The Pyramid Match:

Efficient Matching for Retrieval and Recognition


Kristen Grauman and Trevor Darrell


It is often useful to represent a single example by the collection of local features or parts that comprise it.  For instance, in computer vision, an image may be described by local features extracted from patches around salient interest points, or a shape may be described by local descriptors defined at edge points. Likewise, in natural language processing, documents or topics may be represented by sets or bags of words; in computational biology, a disease may be characterized by sets of gene-expression data from multiple patients. However, measuring similarity between examples represented in this way is challenging, since sets may vary in cardinality and elements lack a meaningful ordering.

In this work we develop an efficient method to form a partial matching between two sets of feature vectors. We show how this matching may be used as a robust measure of similarity to perform content-based image retrieval, as well as a basis for learning object categories or inferring 3D pose.  We call our approach the pyramid match, since we use a multi-resolution histogram pyramid in the feature space to implicitly form a feature matching. 

The matching has linear time complexity, naturally forms a Mercer kernel, and is robust to clutter or outlier features, a critical advantage for handling images with variable backgrounds, occlusions, and viewpoint changes.  This dramatic increase in performance enables accurate and flexible image comparisons to be made on large-scale data sets, and removes the need to artificially limit the size of images' local descriptions.  As a result, we can now access a new class of applications that relies on the analysis of rich visual data, such as place or object recognition and meta-data labeling.  We provide results on several important vision tasks, including our algorithm's state-of-the-art recognition performance on a challenging data set of object categories.


                                             libpmk: A Pyramid Match Toolkit


Relevant papers and links:

-        K. Grauman and T. Darrell.  The Pyramid Match Kernel: Discriminative Classification with Sets of Image Features.
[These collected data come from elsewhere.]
impl Value {
    pub fn is_null(&self) -> bool {
        matches!(self, Self::Null)
    }

    pub fn is_number(&self) -> bool {
        matches!(self, Self::Int(_) | Self::Float(_))
    }

    pub fn is_string(&self) -> bool {
        matches!(self, Self::String(_))
    }

    pub fn is_array(&self) -> bool {
        matches!(self, Self::Array(_))
    }

    pub fn is_object(&self) -> bool {
        matches!(self, Self::Object(_))
    }

    pub fn as_bool(&self) -> Option<bool> {
        match self {
            Self::Bool(b) => Some(*b),
            _ => None,
        }
    }

    pub fn as_i64(&self) -> Option<i64> {
        match self {
            Self::Int(n) => Some(*n),
            Self::Float(f) => Some(*f as i64),
            _ => None,
        }
    }

    pub fn as_f64(&self) -> Option<f64> {
        match self {
            Self::Float(f) => Some(*f),
            Self::Int(n) => Some(*n as f64),
            _ => None,
        }
    }

    pub fn as_str(&self) -> Option<&str> {
        match self {
            Self::String(s) => Some(s),
            _ => None,
        }
    }

    pub fn as_array(&self) -> Option<&Vec<Value>> {
        match self {
            Self::Array(arr) => Some(arr),
            _ => None,
        }
    }

    pub fn as_object(&self) -> Option<&HashMap<String, Value>> {
        match self {
            Self::Object(obj) => Some(obj),
            _ => None,
        }
    }

    /// Get a value at a path (e.g., "user.address.city").
    ///
    /// Numeric segments index into arrays.
    pub fn get_path(&self, path: &str) -> Option<&Value> {
        let parts: Vec<&str> = path.split('.').collect();
        self.get_path_parts(&parts)
    }

    fn get_path_parts(&self, parts: &[&str]) -> Option<&Value> {
        if parts.is_empty() {
            return Some(self);
        }

        let key = parts[0];
        let rest = &parts[1..];

        match self {
            Self::Object(obj) => obj.get(key).and_then(|v| v.get_path_parts(rest)),
            Self::Array(arr) => key
                .parse::<usize>()
                .ok()
                .and_then(|idx| arr.get(idx))
                .and_then(|v| v.get_path_parts(rest)),
            _ => None,
        }
    }

    /// Numeric-aware equality: `Int(1)` equals `Float(1.0)`.
    pub fn loose_eq(&self, other: &Value) -> bool {
        match (self, other) {
            (Self::Int(a), Self::Float(b)) | (Self::Float(b), Self::Int(a)) => (*a as f64) == *b,
            (Self::Array(a), Self::Array(b)) => {
                a.len() == b.len() && a.iter().zip(b).all(|(x, y)| x.loose_eq(y))
            }
            (Self::Object(a), Self::Object(b)) => {
                a.len() == b.len()
                    && a.iter().all(|(k, v)| b.get(k).map_or(false, |w| v.loose_eq(w)))
            }
            _ => self == other,
        }
    }

    /// Total order across all value types, used for sorting and min/max.
    ///
    /// Types rank as null < numbers < strings < objects < arrays < booleans.
    pub fn total_cmp(&self, other: &Value) -> Ordering {
        let rank = |v: &Value| match v {
            Self::Null => 0,
            Self::Int(_) | Self::Float(_) => 1,
            Self::String(_) => 2,
            Self::Object(_) => 3,
            Self::Array(_) => 4,
            Self::Bool(_) => 5,
        };

        match (self, other) {
            (Self::Int(a), Self::Int(b)) => a.cmp(b),
            (a, b) if a.is_number() && b.is_number() => {
                let (x, y) = (a.as_f64().unwrap_or(0.0), b.as_f64().unwrap_or(0.0));
                x.total_cmp(&y)
            }
            (Self::String(a), Self::String(b)) => a.cmp(b),
            (Self::Bool(a), Self::Bool(b)) => a.cmp(b),
            (Self::Array(a), Self::Array(b)) => {
                for (x, y) in a.iter().zip(b) {
                    let ord = x.total_cmp(y);
                    if ord != Ordering::Equal {
                        return ord;
                    }
                }
                a.len().cmp(&b.len())
            }
            (Self::Object(_), Self::Object(_)) => self.canonical_string().cmp(&other.canonical_string()),
            _ => rank(self).cmp(&rank(other)),
        }
    }

    /// Deterministic textual form usable as a hash key.
    ///
    /// Object keys are sorted and integral floats render as integers, so
    /// values that are `loose_eq` produce the same string.
    pub fn canonical_string(&self) -> String {
        match self {
            Self::Null => "null".to_string(),
            Self::Bool(b) => b.to_string(),
            Self::Int(n) => n.to_string(),
            Self::Float(f) => {
                if f.fract() == 0.0 && f.abs() < i64::MAX as f64 {
                    (*f as i64).to_string()
                } else {
                    f.to_string()
                }
            }
            Self::String(s) => JsonValue::String(s.clone()).to_string(),
            Self::Array(arr) => {
                let items: Vec<String> = arr.iter().map(|v| v.canonical_string()).collect();
                format!("[{}]", items.join(","))
            }
            Self::Object(obj) => {
                let mut keys: Vec<&String> = obj.keys().collect();
                keys.sort();
                let items: Vec<String> = keys
                    .into_iter()
                    .map(|k| format!("{}:{}", JsonValue::String(k.clone()), obj[k].canonical_string()))
                    .collect();
                format!("{{{}}}", items.join(","))
            }
        }
    }

    /// Convert from serde_json::Value.
    pub fn from_json(json: JsonValue) -> Self {
        match json {
            JsonValue::Null => Self::Null,
            JsonValue::Bool(b) => Self::Bool(b),
            JsonValue::Number(n) => {
                if let Some(i) = n.as_i64() {
                    Self::Int(i)
                } else if let Some(f) = n.as_f64() {
                    Self::Float(f)
                } else {
                    Self::Float(0.0)
                }
            }
            JsonValue::String(s) => Self::String(s),
            JsonValue::Array(arr) => Self::Array(arr.into_iter().map(Self::from_json).collect()),
            JsonValue::Object(obj) => {
                Self::Object(obj.into_iter().map(|(k, v)| (k, Self::from_json(v))).collect())
            }
        }
    }

    /// Convert to serde_json::Value.
    pub fn to_json(&self) -> JsonValue {
        match self {
            Self::Null => JsonValue::Null,
            Self::Bool(b) => JsonValue::Bool(*b),
            Self::Int(n) => JsonValue::Number((*n).into()),
            Self::Float(f) => serde_json::Number::from_f64(*f)
                .map(JsonValue::Number)
                .unwrap_or(JsonValue::Null),
            Self::String(s) => JsonValue::String(s.clone()),
            Self::Array(arr) => JsonValue::Array(arr.iter().map(|v| v.to_json()).collect()),
            Self::Object(obj) => {
                JsonValue::Object(obj.iter().map(|(k, v)| (k.clone(), v.to_json())).collect())
            }
        }
    }
}

impl From<bool> for Value {
    fn from(b: bool) -> Self {
        Self::Bool(b)
    }
}

impl From<i64> for Value {
    fn from(n: i64) -> Self {
        Self::Int(n)
    }
}

impl From<i32> for Value {
    fn from(n: i32) -> Self {
        Self::Int(n as i64)
    }
}

impl From<usize> for Value {
    fn from(n: usize) -> Self {
        Self::Int(n as i64)
    }
}

impl From<f64> for Value {
    fn from(f: f64) -> Self {
        Self::Float(f)
    }
}

impl From<String> for Value {
    fn from(s: String) -> Self {
        Self::String(s)
    }
}

impl From<&str> for Value {
    fn from(s: &str) -> Self {
        Self::String(s.to_string())
    }
}

impl From<Vec<Value>> for Value {
    fn from(arr: Vec<Value>) -> Self {
        Self::Array(arr)
    }
}

impl From<HashMap<String, Value>> for Value {
    fn from(obj: HashMap<String, Value>) -> Self {
        Self::Object(obj)
    }
}

impl From<JsonValue> for Value {
    fn from(json: JsonValue) -> Self {
        Self::from_json(json)
    }
}

// =============================================================================
// Path Helpers
// =============================================================================

/// Set `value` at a dotted path inside `data`, creating intermediate objects.
///
/// A non-object found on the way is replaced by an object.
pub fn set_path(data: &mut HashMap<String, Value>, path: &str, value: Value) {
    match path.split_once('.') {
        None => {
            data.insert(path.to_string(), value);
        }
        Some((head, rest)) => {
            let child = data
                .entry(head.to_string())
                .or_insert_with(|| Value::Object(HashMap::new()));
            if !child.is_object() {
                *child = Value::Object(HashMap::new());
            }
            if let Value::Object(inner) = child {
                set_path(inner, rest, value);
            }
        }
    }
}

/// Remove the value at a dotted path inside `data`.
pub fn remove_path(data: &mut HashMap<String, Value>, path: &str) -> Option<Value> {
    match path.split_once('.') {
        None => data.remove(path),
        Some((head, rest)) => match data.get_mut(head) {
            Some(Value::Object(inner)) => remove_path(inner, rest),
            _ => None,
        },
    }
}

// =============================================================================
// Document
// =============================================================================

/// A document in the document store.
#[derive(Debug, Clone, PartialEq, Serialize, Deserialize)]
pub struct Document {
    #[serde(rename = "_id")]
    pub id: DocumentId,
    #[serde(flatten)]
    pub data: HashMap<String, Value>,
}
In Proceedings of the IEEE International Conference on Computer Vision (ICCV), Beijing, China, October 2005. (updated results on Caltech-101 are here)

      We introduce the pyramid match algorithm and show applications for discriminative object recognition.  We show the kernel function is positive-definite, making it valid for use in learning algorithms whose optimal solutions are guaranteed only for Mercer kernels.  We demonstrate our method on object recognition tasks and show it to be accurate and dramatically faster than current approaches.

-        Object recognition results on the Caltech 101 data set


-        K. Grauman and T. Darrell.  The Pyramid Match Kernel: Efficient Learning with Sets of Features.  Journal of Machine Learning Research (JMLR), 8 (Apr): 725--760, 2007.

Journal paper expanding on the ICCV 2005 paper, which includes bounds for the error of the pyramid match relative to the optimal partial matching cost, and results using the PMK for regression.


-        K. Grauman and T. Darrell.  Unsupervised Learning of Categories from Sets of Partially Matching Image Features.  In Proceedings of the IEEE Conference on Computer Vision and Pattern Recognition (CVPR), New York City, NY, June 2006.

      We develop an unsupervised method for learning object categories from unlabeled images.  Using our pyramid match algorithm, feature sets are embedded into a space where they cluster according to their partial-match feature correspondences.  A spectral clustering technique is used to recover the primary groupings among the images.  We introduce an efficient means of refining these groupings according to intra-cluster statistics over the subsets of features selected by the partial matches between the images, and based on an optional, variable amount of user supervision.  We compute the consistent subsets of feature correspondences within a grouping to infer category feature masks.  The output of the algorithm is a partition of the data into a set of learned categories, and a set of classifiers trained from these ranked partitions that can recognize the categories in novel images.


-     K. Grauman and T. Darrell.  Approximate Correspondences in High Dimensions.  In Advances in Neural Information Processing Systems (NIPS), December 2006.

      We introduce the vocabulary-guided pyramid match, a novel pyramid embedding based on a hierarchy of non-uniformly shaped bins that takes advantage of the underlying structure of the feature space and remains accurate even for sets with high-dimensional feature vectors. Whereas previous matching approximation algorithms suffer from distortion factors that increase linearly with the feature dimension, we demonstrate that our approach can maintain constant accuracy even as the feature dimension increases.


-         K. Grauman and T. Darrell.  Pyramid Match Hashing: Sub-Linear Time Indexing Over Partial Correspondences.  In Proceedings of the IEEE Conference on Computer Vision and Pattern Recognition (CVPR), Minneapolis, MN, June 2007.

      We show how to perform sub-linear time indexing with the pyramid match kernel as the similarity measure using randomized locality-sensitive hash functions.  


-        K. Grauman.  Matching Sets of Features for Efficient Retrieval and Recognition, Ph.D. Thesis, MIT, 2006.  (35.8 MB)



-        Slides from ICCV 2005 talk (ppt, 7.88 MB, best viewed with Office XP)

               introduces the pyramid match kernel and shows applications for discriminative object recognition


-        Slides from recent colloquia (zipped ppt, 26 MB)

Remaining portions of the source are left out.